2. The phone comes with one China Unicom and one mobile phone each (ensuring signal in the mountains) and a 10000mAh mobile power supply as backup power for the camera, phone charging, and map lookup.
3. 3 bottles of 500ml mineral water per person, cooked eggs, beef jerky, chocolate, fruits, and energy bars.
5. Several small packaging tissues and wet tissues. The medicine has prepared wound sprays, essential balm, band aids, sterile styptic cotton swabs, sunscreen, etc.
6. Clothing includes quick drying underwear, quick drying jackets, quick drying pants, gloves, and sun hats. It is also important to choose a pair of hiking shoes that fit well. Disposable rainproof simple raincoat and sunglasses.
7. Small headlights and hiking sticks are still necessary, and sometimes they can become very important.
8. All the above items are placed in a 40 liter mountaineering bag.
Travel precautions
1. It is not allowed to bring sparks up the mountain, smoking is prohibited, and barbecue is prohibited.
2. Do not leave non degradable waste in the mountains and do not carve it on trees.
3. Once injured or lost, call for help on your phone. Do not panic, it will consume your physical energy. In most areas of the mountains, communication and mobile phone signals are still good.
4. It is best to travel with multiple people and children must be supervised.
5. It is recommended to start the journey as early as possible and strive to complete the entire route before or after noon.
6. Friends with conditions suggest downloading the trajectory map to their mobile phone to prevent getting lost.

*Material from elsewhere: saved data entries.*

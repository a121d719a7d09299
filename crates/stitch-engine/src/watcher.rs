//! Source tree watcher
//!
//! Bridges `notify`'s callback thread into the event loop through a smol
//! channel. Changes inside the target directory or a build workspace are
//! dropped here, since builds write there themselves.

use std::path::{Component, Path, PathBuf};

use notify::{Config, Event, EventKind, RecommendedWatcher, RecursiveMode, Watcher};
use smol::channel::{self, Receiver};

use crate::workspace::is_workspace_dir_name;
use crate::{BuildError, BuildResult};

/// A relevant change under the watched root
#[derive(Debug, Clone, PartialEq, Eq)]
pub struct ChangeEvent {
    pub paths: Vec<PathBuf>,
}

/// Recursive watcher on the source directory
pub struct SourceWatcher {
    _watcher: RecommendedWatcher,
    events: Receiver<ChangeEvent>,
    root: PathBuf,
}

impl SourceWatcher {
    /// Start watching `root`, ignoring anything under `ignore`
    pub fn new(root: &Path, ignore: &Path) -> BuildResult<Self> {
        let root = std::fs::canonicalize(root).map_err(|e| BuildError::io(root, e))?;
        let ignore = canonical_target(ignore);
        let (tx, rx) = channel::unbounded();

        let mut watcher = RecommendedWatcher::new(
            move |res: notify::Result<Event>| match res {
                Ok(event) => {
                    if let Some(change) = relevant_change(&event, &ignore) {
                        // The receiver is gone once the server shuts down
                        let _ = tx.send_blocking(change);
                    }
                }
                Err(err) => tracing::warn!("Watch error: {}", err),
            },
            Config::default(),
        )
        .map_err(|e| watch_error(&root, e))?;

        watcher
            .watch(&root, RecursiveMode::Recursive)
            .map_err(|e| watch_error(&root, e))?;
        tracing::info!("Watching {}", root.display());

        Ok(Self {
            _watcher: watcher,
            events: rx,
            root,
        })
    }

    pub fn root(&self) -> &Path {
        &self.root
    }

    /// Channel of change events; closes when the watcher is dropped
    pub fn events(&self) -> Receiver<ChangeEvent> {
        self.events.clone()
    }
}

/// Canonical form of a directory that may not exist yet
fn canonical_target(path: &Path) -> PathBuf {
    if let Ok(path) = std::fs::canonicalize(path) {
        return path;
    }
    match (path.parent(), path.file_name()) {
        (Some(parent), Some(name)) => std::fs::canonicalize(parent)
            .map(|parent| parent.join(name))
            .unwrap_or_else(|_| path.to_path_buf()),
        _ => path.to_path_buf(),
    }
}

fn watch_error(root: &Path, err: notify::Error) -> BuildError {
    BuildError::io(root, std::io::Error::other(err.to_string()))
}

fn relevant_change(event: &Event, ignore: &Path) -> Option<ChangeEvent> {
    if matches!(event.kind, EventKind::Access(_)) {
        return None;
    }
    let paths: Vec<PathBuf> = event
        .paths
        .iter()
        .filter(|path| !is_ignored(path, ignore))
        .cloned()
        .collect();
    if paths.is_empty() {
        None
    } else {
        Some(ChangeEvent { paths })
    }
}

/// Paths inside `ignore` or inside any workspace directory
pub fn is_ignored(path: &Path, ignore: &Path) -> bool {
    if path.starts_with(ignore) {
        return true;
    }
    path.components().any(|c| match c {
        Component::Normal(seg) => seg.to_str().is_some_and(is_workspace_dir_name),
        _ => false,
    })
}
// SPDX-License-Identifier: Apache-2.0
//! Errors raised while scheduling or mapping a firing DAG.

use thiserror::Error;

#[derive(Debug, Error, Clone, PartialEq, Eq)]
pub enum SchedError {
    /// A user-kernel firing declared no allowed processing elements.
    #[error("firing {firing} has an empty allowed-PE set")]
    EmptyAllowedPeSet { firing: usize },
    #[error("firing index {index} is out of range")]
    UnknownFiring { index: usize },
    #[error("no processing elements were supplied to the scheduler")]
    NoProcessingElements,
}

If a person spends more than two hours a week in nature, his physiological indicators will be significantly better, especially the blood pressure, heart rate, blood sugar, blood lipids and other data related to cardiovascular system health are much better than others, even the incidence rate of asthma is lower.
Let's go to the mountains, scatter wild, wash your lungs, and go berserk!